— ASSIGNMENT —
Say how many lines in the records contain the string "Some", giving the number by itself.

Stored data entries
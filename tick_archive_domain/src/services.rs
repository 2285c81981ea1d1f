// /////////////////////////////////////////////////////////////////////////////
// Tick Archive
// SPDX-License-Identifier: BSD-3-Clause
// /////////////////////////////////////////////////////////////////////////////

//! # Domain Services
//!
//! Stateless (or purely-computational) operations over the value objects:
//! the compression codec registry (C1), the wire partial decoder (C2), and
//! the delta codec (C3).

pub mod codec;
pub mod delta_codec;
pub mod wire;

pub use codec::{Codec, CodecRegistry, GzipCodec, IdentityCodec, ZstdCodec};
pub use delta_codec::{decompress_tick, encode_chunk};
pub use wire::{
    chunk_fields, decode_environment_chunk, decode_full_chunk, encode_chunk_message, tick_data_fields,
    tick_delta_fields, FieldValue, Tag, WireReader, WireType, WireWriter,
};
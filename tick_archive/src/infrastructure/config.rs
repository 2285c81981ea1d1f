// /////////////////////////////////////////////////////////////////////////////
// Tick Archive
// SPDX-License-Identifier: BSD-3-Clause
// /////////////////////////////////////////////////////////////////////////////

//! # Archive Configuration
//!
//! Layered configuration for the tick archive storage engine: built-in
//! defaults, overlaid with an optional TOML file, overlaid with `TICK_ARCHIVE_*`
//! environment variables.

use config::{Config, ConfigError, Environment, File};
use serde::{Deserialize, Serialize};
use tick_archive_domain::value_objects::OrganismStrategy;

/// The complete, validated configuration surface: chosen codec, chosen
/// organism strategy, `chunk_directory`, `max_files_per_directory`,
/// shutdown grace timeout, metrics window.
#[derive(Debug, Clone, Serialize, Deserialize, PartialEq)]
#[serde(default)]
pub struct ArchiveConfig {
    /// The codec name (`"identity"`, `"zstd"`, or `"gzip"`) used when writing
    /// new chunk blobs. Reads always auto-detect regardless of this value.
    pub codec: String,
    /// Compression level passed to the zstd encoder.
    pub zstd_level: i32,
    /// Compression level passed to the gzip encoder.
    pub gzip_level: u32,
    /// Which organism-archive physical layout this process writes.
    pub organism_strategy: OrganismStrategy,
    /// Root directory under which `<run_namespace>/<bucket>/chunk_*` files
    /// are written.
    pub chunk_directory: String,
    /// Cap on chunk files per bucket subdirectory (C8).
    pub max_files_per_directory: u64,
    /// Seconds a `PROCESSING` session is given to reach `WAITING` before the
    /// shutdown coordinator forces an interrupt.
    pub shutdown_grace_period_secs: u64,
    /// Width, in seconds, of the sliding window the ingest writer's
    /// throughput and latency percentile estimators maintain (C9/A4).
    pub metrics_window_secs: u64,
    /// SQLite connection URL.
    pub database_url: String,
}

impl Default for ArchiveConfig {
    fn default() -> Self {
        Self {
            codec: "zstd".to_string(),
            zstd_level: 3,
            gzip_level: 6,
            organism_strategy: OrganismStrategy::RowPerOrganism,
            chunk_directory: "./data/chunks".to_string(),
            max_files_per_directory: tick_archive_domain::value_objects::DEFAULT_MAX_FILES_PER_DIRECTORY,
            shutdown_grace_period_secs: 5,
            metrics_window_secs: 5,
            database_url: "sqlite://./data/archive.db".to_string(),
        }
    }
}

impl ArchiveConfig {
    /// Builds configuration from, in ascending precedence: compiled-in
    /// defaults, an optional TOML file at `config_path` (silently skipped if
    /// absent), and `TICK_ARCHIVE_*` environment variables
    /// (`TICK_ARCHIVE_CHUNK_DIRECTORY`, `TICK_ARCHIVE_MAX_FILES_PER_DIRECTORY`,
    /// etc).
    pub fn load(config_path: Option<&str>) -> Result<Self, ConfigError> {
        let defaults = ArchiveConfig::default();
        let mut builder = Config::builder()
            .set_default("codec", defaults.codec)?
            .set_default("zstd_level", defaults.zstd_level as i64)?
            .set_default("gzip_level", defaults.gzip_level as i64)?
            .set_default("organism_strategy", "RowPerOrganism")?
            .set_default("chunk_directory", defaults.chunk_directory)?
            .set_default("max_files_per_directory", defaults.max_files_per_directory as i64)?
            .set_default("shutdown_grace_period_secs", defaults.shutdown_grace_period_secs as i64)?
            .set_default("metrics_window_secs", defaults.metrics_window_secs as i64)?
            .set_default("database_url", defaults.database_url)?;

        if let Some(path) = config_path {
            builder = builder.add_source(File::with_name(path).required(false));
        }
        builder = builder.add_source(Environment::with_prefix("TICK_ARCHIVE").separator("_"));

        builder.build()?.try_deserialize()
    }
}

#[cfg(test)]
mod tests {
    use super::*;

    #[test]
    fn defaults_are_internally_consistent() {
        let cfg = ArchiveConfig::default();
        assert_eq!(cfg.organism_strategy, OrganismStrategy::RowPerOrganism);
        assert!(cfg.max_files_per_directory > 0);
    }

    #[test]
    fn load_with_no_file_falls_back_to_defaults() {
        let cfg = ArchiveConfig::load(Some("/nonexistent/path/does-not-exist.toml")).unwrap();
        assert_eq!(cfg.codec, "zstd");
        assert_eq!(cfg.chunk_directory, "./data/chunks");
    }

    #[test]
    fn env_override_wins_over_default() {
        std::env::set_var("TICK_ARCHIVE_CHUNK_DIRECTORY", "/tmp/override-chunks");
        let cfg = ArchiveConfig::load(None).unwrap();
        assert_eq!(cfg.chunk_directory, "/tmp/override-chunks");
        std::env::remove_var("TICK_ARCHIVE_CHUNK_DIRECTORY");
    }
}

— OUTPUT FOR THIS TASK —
2